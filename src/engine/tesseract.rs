//! Tesseract OCR engine.
//!
//! Invoked via the `tesseract` command line with hOCR output enabled.

use std::fs;
use std::path::Path;
use std::process::Command;
use std::sync::OnceLock;

use regex::Regex;
use tempfile::TempDir;

use super::{hocr, EngineError, ExtractContext, OcrEngine, RawOutput};
use crate::image::OutputFormat;
use crate::ipc::{self, IpcError};
use crate::zones::{TextDetails, TextResult};

fn language_re() -> &'static Regex {
    static RE: OnceLock<Regex> = OnceLock::new();
    RE.get_or_init(|| Regex::new(r"^[a-z]{3}(?:[-_][a-zA-Z]+)?$").unwrap())
}

/// Stderr lines tesseract prints even on success.
fn is_stderr_boring(line: &str) -> bool {
    line.is_empty()
        || line.starts_with("Tesseract Open Source OCR Engine")
        || line.starts_with("Page ")
        || line.starts_with("Estimating resolution")
}

pub struct TesseractEngine {
    languages: Vec<String>,
}

impl TesseractEngine {
    /// Locate tesseract and read its installed language packs.
    pub fn probe() -> Result<Self, EngineError> {
        let output = match Command::new("tesseract").arg("--list-langs").output() {
            Ok(output) => output,
            Err(e) if e.kind() == std::io::ErrorKind::NotFound => {
                return Err(EngineError::EngineNotFound(
                    "tesseract not found (install tesseract-ocr)".to_string(),
                ))
            }
            Err(e) => return Err(e.into()),
        };
        // Older releases print the list to stderr, newer ones to stdout.
        let text = format!(
            "{}{}",
            String::from_utf8_lossy(&output.stdout),
            String::from_utf8_lossy(&output.stderr)
        );
        let mut languages = Vec::new();
        let mut in_list = false;
        for line in text.lines() {
            let line = line.trim();
            if line.starts_with("List of available languages") {
                in_list = true;
                continue;
            }
            if in_list && !line.is_empty() && line != "osd" && language_re().is_match(line) {
                languages.push(line.to_string());
            }
        }
        if languages.is_empty() {
            return Err(EngineError::UnknownLanguageList(
                "tesseract --list-langs produced no languages".to_string(),
            ));
        }
        languages.sort();
        Ok(Self { languages })
    }

    fn forward_stderr(stderr: &[u8]) {
        for line in String::from_utf8_lossy(stderr).lines() {
            if !is_stderr_boring(line) {
                tracing::warn!("tesseract: {line}");
            }
        }
    }
}

impl OcrEngine for TesseractEngine {
    fn name(&self) -> &'static str {
        "tesseract"
    }

    fn image_format(&self) -> OutputFormat {
        OutputFormat::Pnm
    }

    fn default_language(&self) -> String {
        std::env::var("TESSERACT_LANGUAGE").unwrap_or_else(|_| "eng".to_string())
    }

    fn list_languages(&self) -> Result<Vec<String>, EngineError> {
        Ok(self.languages.clone())
    }

    fn check_language(&self, language: &str) -> Result<(), EngineError> {
        for sublang in language.split('+') {
            if !language_re().is_match(sublang) {
                return Err(EngineError::InvalidLanguageId(sublang.to_string()));
            }
            if !self.languages.iter().any(|l| l == sublang) {
                return Err(EngineError::MissingLanguagePack(sublang.to_string()));
            }
        }
        Ok(())
    }

    fn recognize(
        &self,
        image: &Path,
        language: &str,
        _details: TextDetails,
    ) -> Result<RawOutput, EngineError> {
        let output_dir = TempDir::new().map_err(EngineError::Io)?;
        let base = output_dir.path().join("out");
        let output = match Command::new("tesseract")
            .arg(image)
            .arg(&base)
            .args(["-l", language, "hocr"])
            .output()
        {
            Ok(output) => output,
            Err(e) if e.kind() == std::io::ErrorKind::NotFound => {
                return Err(EngineError::EngineNotFound("tesseract".to_string()))
            }
            Err(e) => return Err(e.into()),
        };
        Self::forward_stderr(&output.stderr);
        ipc::check_status("tesseract", output.status).map_err(|e| match e {
            IpcError::NotFound { .. } => EngineError::EngineNotFound("tesseract".to_string()),
            other => other.into(),
        })?;
        // Tesseract 3.x wrote out.html, 4+ writes out.hocr.
        let hocr_path = base.with_extension("hocr");
        let data = if hocr_path.exists() {
            fs::read_to_string(&hocr_path)?
        } else {
            fs::read_to_string(base.with_extension("html"))?
        };
        Ok(RawOutput {
            format: "html",
            data,
        })
    }

    fn extract_text(
        &self,
        raw: &RawOutput,
        ctx: &ExtractContext,
    ) -> Result<TextResult, EngineError> {
        hocr::extract_zones(&raw.data, ctx)
    }
}

#[cfg(test)]
mod tests {
    use super::*;

    #[test]
    fn test_boring_stderr() {
        assert!(is_stderr_boring("Tesseract Open Source OCR Engine v5.3.0"));
        assert!(is_stderr_boring("Page 1"));
        assert!(is_stderr_boring(""));
        assert!(!is_stderr_boring("Error in pixReadStream: unknown format"));
    }

    #[test]
    fn test_language_pattern() {
        assert!(language_re().is_match("eng"));
        assert!(language_re().is_match("chi_sim"));
        assert!(!language_re().is_match("en"));
        assert!(!language_re().is_match("english!"));
    }
}
//! Scripted host for unit tests
//!
//! The host side of every exchange is queued up front: the receive calls
//! replay the queue in order and report the endpoint closed once it runs
//! dry. Everything the client sends is recorded.

use std::cell::Cell;
use std::collections::VecDeque;
use std::rc::Rc;
use std::vec::Vec;

use dcload_hal::{
    ArpError, DatagramSocket, Ipv4Addr, MacAddr, NetError, NetStack, SocketAddr,
};
use dcload_protocol::{encode_addressed, Command, BLOCK_SIZE, PACKET_BUF_SIZE};

#[derive(Debug, Default)]
pub struct MockSocket {
    pub inbox: VecDeque<Vec<u8>>,
    pub sent: Vec<Vec<u8>>,
    pub bound: Option<u16>,
    pub remote: Option<SocketAddr>,
    pub closed: bool,
    /// Shared copy of `closed`, readable after the socket is gone
    pub released: Rc<Cell<bool>>,
    pub fail_send: bool,
    pub fail_bind: bool,
    pub fail_connect: bool,
    /// Empty polls to report before the queue is consulted
    pub idle_polls: usize,
    pub device_polls: usize,
    pub blocking_recvs: usize,
}

impl MockSocket {
    pub fn new() -> Self {
        Self::default()
    }

    pub fn push(&mut self, datagram: &[u8]) {
        self.inbox.push_back(datagram.to_vec());
    }

    pub fn push_addressed(&mut self, command: Command, address: u32, size: u32, data: &[u8]) {
        let mut buf = [0u8; PACKET_BUF_SIZE];
        let len = encode_addressed(&mut buf, command, address, size, data).unwrap();
        self.push(&buf[..len]);
    }

    pub fn push_retv(&mut self, value: i32) {
        self.push_addressed(Command::ReturnValue, value as u32, 0, &[]);
    }

    /// Queue a complete host-to-client transfer of `data` to `address`
    pub fn push_download(&mut self, address: u32, data: &[u8]) {
        self.push_addressed(Command::LoadBinary, address, data.len() as u32, &[]);
        let mut offset = 0u32;
        for chunk in data.chunks(BLOCK_SIZE) {
            self.push_addressed(Command::PutBinary, address + offset, chunk.len() as u32, chunk);
            offset += chunk.len() as u32;
        }
        self.push_addressed(Command::DoneBinary, 0, 0, &[]);
    }

    /// Requests sent by the client, without the replies it sent the host
    pub fn requests(&self) -> Vec<&[u8]> {
        self.sent
            .iter()
            .filter(|p| p.starts_with(b"DC") || p.starts_with(b"DD"))
            .map(|p| &p[..])
            .collect()
    }

    /// Tags of every datagram sent, in order
    pub fn sent_tags(&self) -> Vec<[u8; 4]> {
        self.sent
            .iter()
            .map(|p| [p[0], p[1], p[2], p[3]])
            .collect()
    }
}

impl DatagramSocket for MockSocket {
    fn bind(&mut self, port: u16) -> Result<(), NetError> {
        if self.fail_bind {
            return Err(NetError::Bind);
        }
        self.bound = Some(port);
        Ok(())
    }

    fn connect(&mut self, remote: SocketAddr) -> Result<(), NetError> {
        if self.fail_connect {
            return Err(NetError::Connect);
        }
        self.remote = Some(remote);
        Ok(())
    }

    fn send(&mut self, data: &[u8]) -> Result<usize, NetError> {
        if self.fail_send {
            return Err(NetError::Send);
        }
        self.sent.push(data.to_vec());
        Ok(data.len())
    }

    fn recv_blocking(&mut self, buf: &mut [u8]) -> Result<usize, NetError> {
        self.blocking_recvs += 1;
        let datagram = self.inbox.pop_front().ok_or(NetError::Closed)?;
        buf[..datagram.len()].copy_from_slice(&datagram);
        Ok(datagram.len())
    }

    fn try_recv(&mut self, buf: &mut [u8]) -> Result<Option<usize>, NetError> {
        if self.idle_polls > 0 {
            self.idle_polls -= 1;
            return Ok(None);
        }
        let datagram = self.inbox.pop_front().ok_or(NetError::Closed)?;
        buf[..datagram.len()].copy_from_slice(&datagram);
        Ok(Some(datagram.len()))
    }

    fn poll_device(&mut self) {
        self.device_polls += 1;
    }

    fn close(&mut self) {
        self.closed = true;
        self.released.set(true);
    }
}

/// Network stack handing out one prepared socket
#[derive(Debug, Default)]
pub struct MockNet {
    pub interface: bool,
    pub socket: Option<MockSocket>,
    /// Lookups that report "in progress" before resolving
    pub arp_pending: usize,
    pub arp_fails: bool,
    pub arp_lookups: usize,
    pub permanent: Vec<(Ipv4Addr, MacAddr)>,
}

pub const HOST_MAC: MacAddr = [0x02, 0, 0, 0, 0, 0x01];

impl MockNet {
    pub fn with_socket(socket: MockSocket) -> Self {
        Self {
            interface: true,
            socket: Some(socket),
            ..Default::default()
        }
    }
}

impl NetStack for MockNet {
    type Socket = MockSocket;

    fn has_default_interface(&self) -> bool {
        self.interface
    }

    fn arp_lookup(&mut self, _ip: Ipv4Addr) -> Result<MacAddr, ArpError> {
        self.arp_lookups += 1;
        if self.arp_fails {
            return Err(ArpError::Failed);
        }
        if self.arp_pending > 0 {
            self.arp_pending -= 1;
            return Err(ArpError::InProgress);
        }
        Ok(HOST_MAC)
    }

    fn arp_insert_permanent(&mut self, ip: Ipv4Addr, mac: MacAddr) {
        self.permanent.push((ip, mac));
    }

    fn udp_socket(&mut self) -> Result<MockSocket, NetError> {
        self.socket.take().ok_or(NetError::Socket)
    }
}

____

Say how many lines in the records contain the string "MacAddr". No other text is needed.

5